## YOUR TASK
From the records below, output exactly the lines running from the line containing "view: failures are" through the line containing "fn save_setting(&self, key: &str, value: &str)", and no others.

## DATASET EXTRACT
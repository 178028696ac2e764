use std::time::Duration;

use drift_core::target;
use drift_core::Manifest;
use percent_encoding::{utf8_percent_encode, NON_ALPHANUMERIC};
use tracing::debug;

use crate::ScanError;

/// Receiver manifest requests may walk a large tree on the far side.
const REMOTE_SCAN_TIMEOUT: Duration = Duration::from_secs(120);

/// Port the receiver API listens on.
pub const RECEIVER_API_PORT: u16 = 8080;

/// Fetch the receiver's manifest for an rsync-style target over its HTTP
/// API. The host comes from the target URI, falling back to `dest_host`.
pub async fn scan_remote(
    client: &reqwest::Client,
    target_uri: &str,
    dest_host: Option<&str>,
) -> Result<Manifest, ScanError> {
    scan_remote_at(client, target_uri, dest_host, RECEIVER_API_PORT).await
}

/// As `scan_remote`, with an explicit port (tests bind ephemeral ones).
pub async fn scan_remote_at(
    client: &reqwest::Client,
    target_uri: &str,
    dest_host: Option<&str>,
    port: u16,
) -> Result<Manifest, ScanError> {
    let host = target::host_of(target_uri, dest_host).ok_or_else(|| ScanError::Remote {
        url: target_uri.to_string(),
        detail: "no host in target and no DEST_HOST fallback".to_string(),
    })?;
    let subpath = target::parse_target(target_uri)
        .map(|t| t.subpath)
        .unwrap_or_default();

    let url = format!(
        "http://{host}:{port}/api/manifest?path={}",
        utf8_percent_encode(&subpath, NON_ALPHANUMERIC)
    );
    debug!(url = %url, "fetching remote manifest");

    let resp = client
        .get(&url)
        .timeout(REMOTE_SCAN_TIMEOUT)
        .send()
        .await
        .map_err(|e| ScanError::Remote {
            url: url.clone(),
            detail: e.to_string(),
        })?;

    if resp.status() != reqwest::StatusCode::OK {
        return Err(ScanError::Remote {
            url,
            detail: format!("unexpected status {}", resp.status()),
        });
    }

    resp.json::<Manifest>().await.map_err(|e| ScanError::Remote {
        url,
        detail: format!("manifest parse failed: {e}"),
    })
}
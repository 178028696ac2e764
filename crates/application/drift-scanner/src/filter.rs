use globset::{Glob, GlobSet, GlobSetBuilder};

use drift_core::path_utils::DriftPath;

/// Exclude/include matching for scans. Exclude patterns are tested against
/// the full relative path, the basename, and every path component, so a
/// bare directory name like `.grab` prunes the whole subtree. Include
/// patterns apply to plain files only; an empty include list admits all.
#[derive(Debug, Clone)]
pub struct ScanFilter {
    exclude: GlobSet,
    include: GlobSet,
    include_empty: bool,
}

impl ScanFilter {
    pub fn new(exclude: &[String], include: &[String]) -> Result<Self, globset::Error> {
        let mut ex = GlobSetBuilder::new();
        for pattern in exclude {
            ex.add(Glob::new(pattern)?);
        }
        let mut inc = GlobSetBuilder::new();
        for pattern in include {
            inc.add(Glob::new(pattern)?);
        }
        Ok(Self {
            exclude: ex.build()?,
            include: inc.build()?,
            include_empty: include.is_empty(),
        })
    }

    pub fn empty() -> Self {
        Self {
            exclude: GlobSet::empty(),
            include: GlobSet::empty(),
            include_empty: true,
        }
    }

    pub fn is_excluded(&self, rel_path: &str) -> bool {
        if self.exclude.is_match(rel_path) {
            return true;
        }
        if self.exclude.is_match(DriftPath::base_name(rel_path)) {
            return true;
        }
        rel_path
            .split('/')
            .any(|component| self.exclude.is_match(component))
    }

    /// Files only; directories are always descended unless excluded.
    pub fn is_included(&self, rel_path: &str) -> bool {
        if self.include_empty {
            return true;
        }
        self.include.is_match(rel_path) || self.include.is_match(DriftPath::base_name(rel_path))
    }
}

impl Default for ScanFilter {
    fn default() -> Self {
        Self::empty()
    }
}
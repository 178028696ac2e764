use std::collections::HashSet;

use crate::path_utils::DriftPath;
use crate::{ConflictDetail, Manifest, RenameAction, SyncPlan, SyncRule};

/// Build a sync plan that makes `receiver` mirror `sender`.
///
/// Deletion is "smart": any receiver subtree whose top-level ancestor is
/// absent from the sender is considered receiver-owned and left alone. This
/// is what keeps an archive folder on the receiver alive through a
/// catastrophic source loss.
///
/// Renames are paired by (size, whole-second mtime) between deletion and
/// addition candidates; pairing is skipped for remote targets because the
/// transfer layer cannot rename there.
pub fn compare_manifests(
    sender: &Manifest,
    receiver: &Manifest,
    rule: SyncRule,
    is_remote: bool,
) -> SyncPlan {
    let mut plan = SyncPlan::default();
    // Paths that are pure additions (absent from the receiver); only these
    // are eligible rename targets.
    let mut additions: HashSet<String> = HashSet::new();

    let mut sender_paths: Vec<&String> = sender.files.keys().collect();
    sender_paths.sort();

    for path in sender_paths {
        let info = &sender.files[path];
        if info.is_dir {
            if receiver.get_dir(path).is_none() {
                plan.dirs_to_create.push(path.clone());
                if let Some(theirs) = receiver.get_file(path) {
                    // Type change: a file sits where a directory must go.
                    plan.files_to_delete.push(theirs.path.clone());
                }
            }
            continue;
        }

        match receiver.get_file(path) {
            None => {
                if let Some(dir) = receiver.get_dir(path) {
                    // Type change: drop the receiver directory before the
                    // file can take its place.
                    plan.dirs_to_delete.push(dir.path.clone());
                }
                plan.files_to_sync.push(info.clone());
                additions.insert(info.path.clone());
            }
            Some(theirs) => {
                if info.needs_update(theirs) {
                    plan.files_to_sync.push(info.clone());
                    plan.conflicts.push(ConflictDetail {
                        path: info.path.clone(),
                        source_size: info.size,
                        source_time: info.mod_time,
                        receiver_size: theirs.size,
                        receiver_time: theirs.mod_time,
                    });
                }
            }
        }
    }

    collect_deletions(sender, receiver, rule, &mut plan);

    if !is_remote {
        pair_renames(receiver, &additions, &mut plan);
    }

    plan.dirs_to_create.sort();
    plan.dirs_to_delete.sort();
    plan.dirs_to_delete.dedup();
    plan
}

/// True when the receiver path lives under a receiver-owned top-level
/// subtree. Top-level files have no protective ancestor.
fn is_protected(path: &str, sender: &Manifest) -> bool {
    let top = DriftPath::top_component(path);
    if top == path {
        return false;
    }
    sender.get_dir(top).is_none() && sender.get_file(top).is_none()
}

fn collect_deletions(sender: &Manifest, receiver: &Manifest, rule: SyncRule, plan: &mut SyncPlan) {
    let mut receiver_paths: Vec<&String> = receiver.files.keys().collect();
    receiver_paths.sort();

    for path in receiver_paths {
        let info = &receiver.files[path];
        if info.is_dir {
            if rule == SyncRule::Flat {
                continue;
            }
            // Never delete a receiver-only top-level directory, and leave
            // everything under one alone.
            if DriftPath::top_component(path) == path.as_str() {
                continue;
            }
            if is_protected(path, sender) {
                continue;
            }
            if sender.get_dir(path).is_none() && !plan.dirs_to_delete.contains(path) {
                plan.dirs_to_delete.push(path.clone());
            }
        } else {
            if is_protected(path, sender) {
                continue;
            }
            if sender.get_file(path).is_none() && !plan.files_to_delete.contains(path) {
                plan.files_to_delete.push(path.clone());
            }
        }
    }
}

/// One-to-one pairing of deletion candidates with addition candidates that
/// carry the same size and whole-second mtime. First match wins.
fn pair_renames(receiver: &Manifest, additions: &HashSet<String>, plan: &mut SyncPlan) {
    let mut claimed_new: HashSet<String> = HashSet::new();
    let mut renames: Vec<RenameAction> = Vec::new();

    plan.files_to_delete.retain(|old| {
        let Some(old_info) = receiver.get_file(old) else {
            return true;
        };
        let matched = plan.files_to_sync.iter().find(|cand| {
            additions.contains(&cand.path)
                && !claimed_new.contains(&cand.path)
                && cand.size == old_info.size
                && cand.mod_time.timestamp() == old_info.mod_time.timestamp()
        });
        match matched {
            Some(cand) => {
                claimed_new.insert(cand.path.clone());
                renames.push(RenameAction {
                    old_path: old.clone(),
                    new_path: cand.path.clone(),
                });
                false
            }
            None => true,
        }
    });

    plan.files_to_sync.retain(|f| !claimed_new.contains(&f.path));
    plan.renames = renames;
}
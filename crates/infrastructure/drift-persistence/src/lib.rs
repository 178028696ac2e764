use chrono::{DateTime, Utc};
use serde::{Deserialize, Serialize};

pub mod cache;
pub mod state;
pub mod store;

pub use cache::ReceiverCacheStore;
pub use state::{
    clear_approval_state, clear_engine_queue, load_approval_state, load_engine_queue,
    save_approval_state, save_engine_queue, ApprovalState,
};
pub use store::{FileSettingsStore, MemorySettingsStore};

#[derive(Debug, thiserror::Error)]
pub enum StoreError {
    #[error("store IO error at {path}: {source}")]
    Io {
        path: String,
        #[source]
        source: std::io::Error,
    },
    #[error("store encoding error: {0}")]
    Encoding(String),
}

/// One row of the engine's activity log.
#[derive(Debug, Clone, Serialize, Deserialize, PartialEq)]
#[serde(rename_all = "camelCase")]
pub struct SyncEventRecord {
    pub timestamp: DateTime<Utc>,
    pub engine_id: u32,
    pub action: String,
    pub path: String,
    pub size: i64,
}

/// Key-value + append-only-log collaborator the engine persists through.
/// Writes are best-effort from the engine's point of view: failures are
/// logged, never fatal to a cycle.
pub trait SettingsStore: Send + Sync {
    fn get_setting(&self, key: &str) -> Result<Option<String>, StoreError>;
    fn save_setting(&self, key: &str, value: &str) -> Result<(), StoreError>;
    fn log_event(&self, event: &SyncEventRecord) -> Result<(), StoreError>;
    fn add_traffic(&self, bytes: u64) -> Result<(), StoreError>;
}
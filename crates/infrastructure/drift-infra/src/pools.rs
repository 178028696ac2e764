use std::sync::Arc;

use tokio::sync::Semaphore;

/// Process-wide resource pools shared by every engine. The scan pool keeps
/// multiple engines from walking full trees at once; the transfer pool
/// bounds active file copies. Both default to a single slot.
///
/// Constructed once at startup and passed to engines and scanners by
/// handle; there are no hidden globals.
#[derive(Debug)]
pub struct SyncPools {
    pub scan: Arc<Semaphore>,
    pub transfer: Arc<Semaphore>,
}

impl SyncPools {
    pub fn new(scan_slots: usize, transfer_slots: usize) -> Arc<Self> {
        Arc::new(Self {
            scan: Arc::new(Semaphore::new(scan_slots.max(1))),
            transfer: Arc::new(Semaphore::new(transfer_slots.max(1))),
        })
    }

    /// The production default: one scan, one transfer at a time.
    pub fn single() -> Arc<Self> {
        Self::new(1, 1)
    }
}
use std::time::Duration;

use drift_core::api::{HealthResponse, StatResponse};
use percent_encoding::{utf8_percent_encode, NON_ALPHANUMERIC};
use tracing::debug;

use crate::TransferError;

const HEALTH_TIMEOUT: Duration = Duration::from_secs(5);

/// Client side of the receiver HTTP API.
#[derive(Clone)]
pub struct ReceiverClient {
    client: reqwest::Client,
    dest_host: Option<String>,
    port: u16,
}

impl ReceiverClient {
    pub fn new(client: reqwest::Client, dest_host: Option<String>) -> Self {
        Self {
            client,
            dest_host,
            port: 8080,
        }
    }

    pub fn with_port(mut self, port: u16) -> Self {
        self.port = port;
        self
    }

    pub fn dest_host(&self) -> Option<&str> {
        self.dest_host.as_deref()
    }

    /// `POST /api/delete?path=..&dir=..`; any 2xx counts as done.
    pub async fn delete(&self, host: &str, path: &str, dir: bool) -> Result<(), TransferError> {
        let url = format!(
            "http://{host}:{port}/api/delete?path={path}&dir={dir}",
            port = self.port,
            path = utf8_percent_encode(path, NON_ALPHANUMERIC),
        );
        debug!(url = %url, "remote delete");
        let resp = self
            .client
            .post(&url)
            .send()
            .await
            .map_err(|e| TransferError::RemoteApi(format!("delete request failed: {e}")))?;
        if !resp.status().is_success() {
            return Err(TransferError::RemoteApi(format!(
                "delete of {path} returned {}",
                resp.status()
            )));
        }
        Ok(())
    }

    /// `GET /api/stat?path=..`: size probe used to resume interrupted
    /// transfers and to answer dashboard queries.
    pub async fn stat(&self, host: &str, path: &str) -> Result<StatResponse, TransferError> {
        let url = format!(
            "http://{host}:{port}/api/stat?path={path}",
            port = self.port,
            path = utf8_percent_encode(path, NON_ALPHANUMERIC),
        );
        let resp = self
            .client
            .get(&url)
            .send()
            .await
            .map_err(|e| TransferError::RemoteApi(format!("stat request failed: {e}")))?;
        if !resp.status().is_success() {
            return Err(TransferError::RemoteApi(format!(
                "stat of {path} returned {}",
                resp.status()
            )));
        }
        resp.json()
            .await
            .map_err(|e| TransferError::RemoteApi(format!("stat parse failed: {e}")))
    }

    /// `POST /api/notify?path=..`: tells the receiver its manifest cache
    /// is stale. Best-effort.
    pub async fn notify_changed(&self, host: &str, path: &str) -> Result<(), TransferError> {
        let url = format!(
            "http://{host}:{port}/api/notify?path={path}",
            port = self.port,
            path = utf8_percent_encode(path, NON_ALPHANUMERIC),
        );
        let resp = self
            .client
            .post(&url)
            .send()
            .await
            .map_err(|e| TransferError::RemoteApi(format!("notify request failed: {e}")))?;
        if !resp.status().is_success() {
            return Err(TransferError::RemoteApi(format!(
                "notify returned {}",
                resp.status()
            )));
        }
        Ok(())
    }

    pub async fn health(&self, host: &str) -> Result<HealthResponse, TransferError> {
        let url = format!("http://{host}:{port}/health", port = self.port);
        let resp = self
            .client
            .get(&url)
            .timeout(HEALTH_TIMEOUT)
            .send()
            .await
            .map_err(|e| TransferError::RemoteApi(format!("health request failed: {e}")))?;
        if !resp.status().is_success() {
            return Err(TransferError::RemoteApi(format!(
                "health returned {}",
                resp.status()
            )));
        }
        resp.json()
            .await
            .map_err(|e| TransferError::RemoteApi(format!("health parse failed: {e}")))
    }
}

## WRITTEN ANSWER
/// Writes are best-effort from the engine's point of view: failures are
/// logged, never fatal to a cycle.
pub trait SettingsStore: Send + Sync {
    fn get_setting(&self, key: &str) -> Result<Option<String>, StoreError>;
    fn save_setting(&self, key: &str, value: &str) -> Result<(), StoreError>;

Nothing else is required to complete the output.